Now, RFC6979 sec 3.6 specifies a possibility of using additional data k' which would feed entropy to the deterministic scheme.

It suffices that the additional data k' is non-repeating (e.g., a signature counter or a monotonic clock) to ensure "random-looking" signatures are indistinguishable, in a cryptographic way, from plain (EC)DSA signatures.

Is reusing k' as bad as reusing k? E.g. could it lead to private key leak?

0 + 0

dsa

secp256k1

rfc6979

Score:2

Crypto

poncho

5/1/23, 6:37 PM

Is reusing k' as bad as reusing k? E.g. could it lead to private key leak?

No; reusing the same k' would cause the signature to be deterministic (that is, signing the same message twice would result in the same signature), but would have no other effect.

If so, why does the RFC state that k' should be nonrepeating?

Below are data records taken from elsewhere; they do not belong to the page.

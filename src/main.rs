// ==========================================================
//  lanwake: manage the PCs on your LAN from the terminal
// ==========================================================

use std::sync::Arc;
use std::time::Duration;

use comfy_table::{Cell, Table};
use tokio_util::sync::CancellationToken;
use tracing_subscriber::EnvFilter;

use lanwake::discovery::{DiscoverySource, MdnsDiscovery};
use lanwake::model::{DeviceState, PendingAction};
use lanwake::net::broadcast;
use lanwake::{
    DeviceEngine, JsonFileStore, LanWakeError, ProbeConfig, Settings, TokioTcpProber,
};

const DEVICE_FILE: &str = "devices.json";

fn print_usage() {
    println!("Usage: lanwake <COMMAND> [ARGS]");
    println!("Commands:");
    println!("  status               probe all stored devices and show their state");
    println!("  wake <host>          send a Wake-on-LAN packet to a stored device");
    println!("  shutdown <host>      schedule a shutdown via the tray service");
    println!("  cancel <host>        cancel a pending shutdown");
    println!("  discover [secs]      browse for tray advertisements (default 5s)");
    println!("  --list               show local interfaces and the broadcast address");
    println!("  -h, --help           show this help message");
}

fn list_interfaces() -> Result<(), LanWakeError> {
    match broadcast::local_network()? {
        Some(net) => {
            println!(
                "Local network: {} /{} (subnet prefix {})",
                net.ip,
                net.prefix_len,
                net.subnet_prefix()
            );
            println!(
                "Broadcast address: {}",
                broadcast::resolve_broadcast_address()?
            );
        }
        None => println!("No usable network interface found"),
    }
    Ok(())
}

async fn show_status(engine: &DeviceEngine) -> Result<(), LanWakeError> {
    let devices = engine.find_all().await?;
    if devices.is_empty() {
        println!("No devices stored. Add some to {DEVICE_FILE} or run `lanwake discover`.");
        return Ok(());
    }

    let mut table = Table::new();
    table.set_header(vec!["Hostname", "State", "Tray", "Pending", "Last Seen"]);

    for device in &devices {
        let status = engine.status_of(&device.id);
        let state = match status.state {
            DeviceState::Online => "online",
            DeviceState::Offline => "offline",
            DeviceState::Unknown => "unknown",
        };
        let pending = match status.pending_action {
            PendingAction::None => "-".to_string(),
            PendingAction::ShutdownScheduled { execute_at, .. } => {
                format!("shutdown at {}", execute_at.format("%H:%M:%S"))
            }
        };
        table.add_row(vec![
            Cell::new(&device.hostname),
            Cell::new(state),
            Cell::new(if status.tray_reachable { "yes" } else { "no" }),
            Cell::new(pending),
            Cell::new(status.last_seen.format("%H:%M:%S").to_string()),
        ]);
    }
    println!("{table}");
    Ok(())
}

#[tokio::main]
async fn main() -> Result<(), LanWakeError> {
    tracing_subscriber::fmt()
        .with_env_filter(EnvFilter::from_default_env())
        .init();

    let args: Vec<String> = std::env::args().skip(1).collect();
    let Some(command) = args.first().map(String::as_str) else {
        print_usage();
        return Ok(());
    };

    match command {
        "-h" | "--help" => {
            print_usage();
            return Ok(());
        }
        "--list" => return list_interfaces(),
        _ => {}
    }

    let store = Arc::new(JsonFileStore::new(DEVICE_FILE));
    let prober = Arc::new(TokioTcpProber::new());
    let (engine, mut updates) = DeviceEngine::new(
        store,
        prober,
        ProbeConfig::default(),
        Settings::default(),
    );

    match command {
        "status" => {
            let expected = engine.find_all().await?.len();
            engine.refresh_all().await?;
            // Statuses arrive incrementally; wait for the batch with a cap
            // so one dead host cannot stall the listing.
            let mut received = 0;
            while received < expected {
                match tokio::time::timeout(Duration::from_secs(5), updates.recv()).await {
                    Ok(Some(update)) => {
                        engine.apply_update(update).await?;
                        received += 1;
                    }
                    _ => break,
                }
            }
            show_status(&engine).await?;
        }
        "wake" => {
            let host = args.get(1).ok_or_else(|| {
                LanWakeError::Other("wake requires a device name".to_string())
            })?;
            // The device must be probed first so the wake predicate can hold.
            engine.refresh_device(host).await?;
            if let Ok(Some(update)) =
                tokio::time::timeout(Duration::from_secs(5), updates.recv()).await
            {
                engine.apply_update(update).await?;
            }
            engine.wake(host).await?;
            println!("Magic packet sent to '{host}'");
        }
        "shutdown" | "cancel" => {
            let host = args.get(1).ok_or_else(|| {
                LanWakeError::Other(format!("{command} requires a device name"))
            })?;
            engine.refresh_device(host).await?;
            if let Ok(Some(update)) =
                tokio::time::timeout(Duration::from_secs(5), updates.recv()).await
            {
                engine.apply_update(update).await?;
            }
            let acked = if command == "shutdown" {
                engine.shutdown(host).await?
            } else {
                engine.cancel_shutdown(host).await?
            };
            if acked {
                println!("'{host}' acknowledged the {command} request");
            } else {
                println!("'{host}' did not acknowledge (offline, tray unreachable, or wrong state)");
            }
        }
        "discover" => {
            let secs: u64 = args.get(1).and_then(|s| s.parse().ok()).unwrap_or(5);
            println!("Browsing for tray services for {secs}s...");
            let source = MdnsDiscovery::new();
            let entries = source.collect(Duration::from_secs(secs)).await?;
            println!("Received {} advertisements", entries.len());
            let summary = engine.ingest_discovered(&entries).await?;
            println!(
                "Added {} device(s), updated {}, rejected {} record(s)",
                summary.added, summary.updated, summary.rejected
            );
        }
        "auto" => {
            // Foreground auto-refresh loop, mainly for debugging.
            let cancel = CancellationToken::new();
            let drain = async {
                while let Some(update) = updates.recv().await {
                    let _ = engine.apply_update(update).await;
                }
            };
            tokio::select! {
                () = engine.auto_refresh_loop(cancel.clone()) => {}
                () = drain => {}
                _ = tokio::signal::ctrl_c() => cancel.cancel(),
            }
        }
        other => {
            println!("Unknown command: {other}");
            print_usage();
        }
    }

    Ok(())
}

Well, that section is all about 'variants that are NOT deterministic"; repeating k' would leak the data, but would also fail to achieve the nondeterministic property (which you would presumably interested in if you're looking at the 3.6 method).

0 + 0

Paul Miller

5/1/23, 6:51 PM

What about reusing `k'` for different messages?

poncho

5/1/23, 7:00 PM

There's no issue with that. You could use a fixed `k'` for all messages if you didn't care about determinism (however, that would appear to have no advantage over not using `k'` at all)

Elon Musk

I sit in a Tesla and translated this thread with Ai:

EN: Reusing additional data k' nonce from RFC6979 ECDSA

TH: ใช้ข้อมูลเพิ่มเติม k' nonce จาก RFC6979 ECDSA ซ้ำ

RO: Reutilizarea datelor suplimentare k' nonce din RFC6979 ECDSA

RU: Повторное использование дополнительных данных k' nonce из RFC6979 ECDSA

VI: Sử dụng lại dữ liệu bổ sung k' nonce từ RFC6979 ECDSA

Post an answer

Most people don’t grasp that asking a lot of questions unlocks learning and improves interpersonal bonding. In Alison’s studies, for example, though people could accurately recall how many questions had been asked in their conversations, they didn’t intuit the link between questions and liking. Across four studies, in which participants were engaged in conversations themselves or read transcripts of others’ conversations, people tended not to realize that question asking would influence—or had influenced—the level of amity between the conversationalists.